我が国は,同規約に基づき,毎年小麦換算で30万トンの最低拠出義務を負っており,食糧不足に悩む開発途上国の穀物(米,小麦等)購入に必要な資金を無償で供与している。83年の交換公文締結ベースの食糧援助実績は,26か国,2国際機関に対し,総額189億4,100万円であった。国際機関に対するものは,世界食糧計画(WFP)を通ずる対カンボディア難民・タイ被災民援助及び対アフガン難民援助,国連パレスチナ難民救済事業機関(UNRWA)を通ずる対パレスチナ難民援助に向けられた。
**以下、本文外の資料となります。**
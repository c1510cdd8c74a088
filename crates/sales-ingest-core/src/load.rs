// crates/sales-ingest-core/src/load.rs

use sqlx::{Postgres, QueryBuilder};
use tracing::debug;

use crate::db::DbPool;
use crate::destination::{quote_identifier, Destination};
use crate::error::{IngestError, Result};
use crate::model::{SaleRecord, SALES_COLUMNS};

/// Postgres accepts at most this many bind parameters per statement.
const BIND_PARAMETER_LIMIT: usize = 65_535;
const ROWS_PER_STATEMENT: usize = BIND_PARAMETER_LIMIT / SALES_COLUMNS.len();

/// Appends cleaned sales to the destination table and returns the number of rows written.
///
/// This is a plain append; the caller is expected to have truncated the table first. All
/// statements share one transaction, so a failed load leaves no partial batch behind.
pub async fn insert_records(
    pool: &DbPool,
    destination: &Destination,
    records: &[SaleRecord],
) -> Result<u64> {
    append(pool, destination, records)
        .await
        .map_err(|source| IngestError::InsertFailed { source })
}

async fn append(
    pool: &DbPool,
    destination: &Destination,
    records: &[SaleRecord],
) -> std::result::Result<u64, sqlx::Error> {
    if records.is_empty() {
        return Ok(0);
    }

    let prefix = insert_prefix(destination);
    let mut tx = pool.begin().await?;
    let mut inserted = 0;

    for chunk in records.chunks(ROWS_PER_STATEMENT) {
        let mut builder: QueryBuilder<'_, Postgres> = QueryBuilder::new(prefix.as_str());
        builder.push_values(chunk, |mut row, record| {
            row.push_bind(record.sale_id)
                .push_bind(record.product_id)
                .push_bind(record.product_name.as_deref())
                .push_bind(record.brand.as_deref())
                .push_bind(record.category.as_deref())
                .push_bind(record.retailer_id)
                .push_bind(record.retailer_name.as_deref())
                .push_bind(record.channel.as_deref())
                .push_bind(record.location.as_str())
                .push_bind(record.quantity)
                .push_bind(record.price)
                .push_bind(record.date);
        });

        let result = builder.build().execute(&mut *tx).await?;
        inserted += result.rows_affected();
        debug!(rows = chunk.len(), "Inserted chunk");
    }

    tx.commit().await?;
    Ok(inserted)
}

/// `INSERT INTO "schema"."table" ("SaleID", ...) ` with columns in table order.
pub fn insert_prefix(destination: &Destination) -> String {
    let columns = SALES_COLUMNS
        .iter()
        .map(|name| quote_identifier(name))
        .collect::<Vec<_>>()
        .join(", ");
    format!("INSERT INTO {} ({}) ", destination.qualified(), columns)
}

#[cfg(test)]
mod tests {
    use super::*;

    #[test]
    fn insert_lists_columns_in_table_order() {
        let dest = Destination::new("raw", "sales").unwrap();
        let prefix = insert_prefix(&dest);
        assert!(prefix.starts_with("INSERT INTO \"raw\".\"sales\" (\"SaleID\", \"ProductID\""));
        assert!(prefix.ends_with("\"Price\", \"Date\") "));
    }

    #[test]
    fn chunks_stay_under_bind_limit() {
        assert!(ROWS_PER_STATEMENT * SALES_COLUMNS.len() <= BIND_PARAMETER_LIMIT);
    }
}
// crates/sales-ingest-core/src/config.rs

use std::collections::BTreeMap;
use std::path::{Path, PathBuf};
use std::time::Duration;

use serde::Deserialize;

use crate::destination::Destination;
use crate::error::{IngestError, Result};

pub const HOME_ENV: &str = "SALES_INGEST_HOME";
pub const CONNECTION_ENV_PREFIX: &str = "SALES_INGEST_CONN_";
pub const FALLBACK_DATABASE_ENV: &str = "DATABASE_URL";

const DEFAULT_TIMEOUT_SECS: u64 = 2 * 60 * 60;

/// Pipeline configuration as written in `sales-ingest.toml`.
#[derive(Debug, Clone, Deserialize)]
#[serde(deny_unknown_fields)]
pub struct PipelineConfig {
    pub ingestion: IngestionSettings,
    #[serde(default)]
    pub connections: BTreeMap<String, String>,
    #[serde(default)]
    pub transform: TransformSettings,
    #[serde(default)]
    pub run: RunSettings,
}

#[derive(Debug, Clone, Deserialize)]
#[serde(deny_unknown_fields)]
pub struct IngestionSettings {
    pub data_file_path: PathBuf,
    pub connection_id: String,
    pub schema: String,
    pub table_name: String,
}

#[derive(Debug, Clone, Deserialize)]
#[serde(deny_unknown_fields)]
pub struct TransformSettings {
    #[serde(default = "default_transform_program")]
    pub program: String,
    #[serde(default = "default_transform_args")]
    pub args: Vec<String>,
    #[serde(default)]
    pub working_dir: Option<PathBuf>,
}

impl Default for TransformSettings {
    fn default() -> Self {
        Self {
            program: default_transform_program(),
            args: default_transform_args(),
            working_dir: None,
        }
    }
}

fn default_transform_program() -> String {
    "dbt".to_string()
}

fn default_transform_args() -> Vec<String> {
    vec!["build".into(), "--profiles-dir".into(), "./..".into()]
}

#[derive(Debug, Clone, Deserialize)]
#[serde(deny_unknown_fields)]
pub struct RunSettings {
    #[serde(default = "default_timeout_secs")]
    pub timeout_secs: u64,
}

impl Default for RunSettings {
    fn default() -> Self {
        Self {
            timeout_secs: default_timeout_secs(),
        }
    }
}

fn default_timeout_secs() -> u64 {
    DEFAULT_TIMEOUT_SECS
}

impl RunSettings {
    pub fn timeout(&self) -> Duration {
        Duration::from_secs(self.timeout_secs)
    }
}

/// A connection identifier together with the URL it resolved to.
#[derive(Clone)]
pub struct Connection {
    pub id: String,
    pub url: String,
}

impl std::fmt::Debug for Connection {
    fn fmt(&self, f: &mut std::fmt::Formatter<'_>) -> std::fmt::Result {
        f.debug_struct("Connection")
            .field("id", &self.id)
            .finish_non_exhaustive()
    }
}

/// Everything the ingestion job needs, fully resolved at construction time.
#[derive(Debug, Clone)]
pub struct JobConfig {
    pub data_file_path: PathBuf,
    pub connection: Connection,
    pub destination: Destination,
}

/// Everything a pipeline run needs.
#[derive(Debug, Clone)]
pub struct ResolvedConfig {
    pub job: JobConfig,
    pub transform: TransformSettings,
    pub timeout: Duration,
}

pub fn parse_config(toml_str: &str) -> Result<PipelineConfig> {
    toml::from_str::<PipelineConfig>(toml_str)
        .map_err(|err| IngestError::config(format!("failed to parse configuration TOML: {err}")))
}

pub fn load_config(path: &Path) -> Result<PipelineConfig> {
    let contents = std::fs::read_to_string(path).map_err(|err| {
        IngestError::config(format!("failed to read {}: {err}", path.display()))
    })?;
    parse_config(&contents)
}

impl PipelineConfig {
    /// Resolves paths and connection URLs against the process environment.
    pub fn resolve(&self) -> Result<ResolvedConfig> {
        self.resolve_with(|key| std::env::var(key).ok())
    }

    pub fn resolve_with<F>(&self, lookup: F) -> Result<ResolvedConfig>
    where
        F: Fn(&str) -> Option<String>,
    {
        let settings = &self.ingestion;

        let data_file_path = match lookup(HOME_ENV) {
            Some(home) if settings.data_file_path.is_relative() => {
                Path::new(&home).join(&settings.data_file_path)
            }
            _ => settings.data_file_path.clone(),
        };

        let url = self.connection_url(&settings.connection_id, &lookup)?;

        let transform = match (&self.transform.working_dir, lookup(HOME_ENV)) {
            (Some(dir), Some(home)) if dir.is_relative() => TransformSettings {
                working_dir: Some(Path::new(&home).join(dir)),
                ..self.transform.clone()
            },
            _ => self.transform.clone(),
        };

        Ok(ResolvedConfig {
            job: JobConfig {
                data_file_path,
                connection: Connection {
                    id: settings.connection_id.clone(),
                    url,
                },
                destination: Destination::new(&settings.schema, &settings.table_name)?,
            },
            transform,
            timeout: self.run.timeout(),
        })
    }

    fn connection_url<F>(&self, id: &str, lookup: &F) -> Result<String>
    where
        F: Fn(&str) -> Option<String>,
    {
        let env_key = format!(
            "{CONNECTION_ENV_PREFIX}{}",
            id.to_ascii_uppercase().replace('-', "_")
        );

        lookup(&env_key)
            .or_else(|| self.connections.get(id).cloned())
            .or_else(|| lookup(FALLBACK_DATABASE_ENV))
            .filter(|url| !url.trim().is_empty())
            .ok_or_else(|| {
                IngestError::config(format!(
                    "connection '{id}' is not defined (set {env_key}, add it under [connections], or set {FALLBACK_DATABASE_ENV})"
                ))
            })
    }
}

#[cfg(test)]
mod tests {
    use super::*;
    use std::collections::HashMap;

    const SAMPLE: &str = r#"
        [ingestion]
        data_file_path = "dags/data/generated_sales_data.csv"
        connection_id = "db"
        schema = "raw"
        table_name = "sales"

        [connections]
        db = "postgres://localhost/sales"
    "#;

    fn env(pairs: &[(&str, &str)]) -> impl Fn(&str) -> Option<String> {
        let map: HashMap<String, String> = pairs
            .iter()
            .map(|(k, v)| (k.to_string(), v.to_string()))
            .collect();
        move |key| map.get(key).cloned()
    }

    #[test]
    fn defaults_fill_optional_sections() {
        let config = parse_config(SAMPLE).unwrap();
        assert_eq!(config.transform.program, "dbt");
        assert_eq!(config.run.timeout(), Duration::from_secs(7200));
    }

    #[test]
    fn relative_data_path_joins_home() {
        let resolved = parse_config(SAMPLE)
            .unwrap()
            .resolve_with(env(&[(HOME_ENV, "/opt/sales")]))
            .unwrap();
        assert_eq!(
            resolved.job.data_file_path,
            PathBuf::from("/opt/sales/dags/data/generated_sales_data.csv")
        );
        assert_eq!(resolved.job.connection.url, "postgres://localhost/sales");
        assert_eq!(resolved.job.destination.to_string(), "raw.sales");
    }

    #[test]
    fn connection_env_overrides_table() {
        let resolved = parse_config(SAMPLE)
            .unwrap()
            .resolve_with(env(&[("SALES_INGEST_CONN_DB", "postgres://override/sales")]))
            .unwrap();
        assert_eq!(resolved.job.connection.url, "postgres://override/sales");
    }

    #[test]
    fn unknown_connection_is_a_config_error() {
        let mut config = parse_config(SAMPLE).unwrap();
        config.connections.clear();
        let err = config.resolve_with(env(&[])).unwrap_err();
        assert!(matches!(err, IngestError::Config(_)));
    }

    #[test]
    fn unknown_keys_are_rejected() {
        let err = parse_config("[ingestion]\nbogus = 1\n").unwrap_err();
        assert!(matches!(err, IngestError::Config(_)));
    }
}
国際機関に対する援助を除く食糧援助を供与先別に見ると,アフリカ地域63.8%,アジア地域31.2%,中近東地域4.5%,大洋州地域0.5%となっている。
(2) 食糧増産援助
我が国は,開発途上国の食糧問題の解決は基本的には自助努力による食糧増産によることが適当であるとの認識の下,77年度から「食糧増産援助」として新たに予算措置を講じ,開発途上国が食糧増産プロジェクトを遂行する上で必要とする肥料,農薬,農機具等の購入のために必要な資金を無償で供与している。この援助は,別途一般無償援助で実施されている各種農業プロジェクト援助と共に,開発途上国の農業開発に大きく貢献している。83年の交換公文締結ベースの食糧増産援助実績は,28か国に対し総額245億5,000万円であった。その内訳は,アジア地域61.5%,アフリカ地域16.1%,中近東地域15.1%,中南米地域6.5%,大洋州地域0.8%となっている。
4. 無償資金協力の効果的実施
我が国の無償資金協力の規模は,年々拡大の一途をたどっており,それゆえに従来にも増して効果的かつ適正な援助を実施する必要性が高まってきている。
このため,78年度から「技術協力と密接に関連する無償資金協力」の実施促進に係る業務(契約の締結に関する調査,斡旋,連絡,その他必要な業務及びこれら契約の実施状況に関する必要な調査)については,国際協力事業団(JICA)が外務省と密接な連絡をとりつつ行うこととなったほか,83年10月以降,JICA海外事務所のうち2名以上駐在所員を有する事務所については,従来,在外公館が実施していた実施促進業務につき同事務所が我が方在外公館と密接な連絡の下に実施することとなった。これらにより交換公文締結後の諸手続の迅速化及び援助の適正実施に努めている。
また,無償資金協力の規模の拡大に伴い,対象案件が多様化する中にあって,無償援助政策の企画・立案及び実施に際し,専門的な見地からの意見・助言がますます有用となってきているので,77年度から,経済協力局長の諮問機関として,各界の有識者から成る無償援助審査諮問委員会を設置し,84年3月までに計12回の会合を開催している。83年9月に開催された第11回会合においては,無償資金協力の拡充及び対LLDC援助の強化の必要性が強く主張された。
さらに,既に援助を完了した案件については,在外公館自ら又は調査団の派遣等を通じ評価調査を実施しており,評価結果を事後の援助政策に反映させてきている。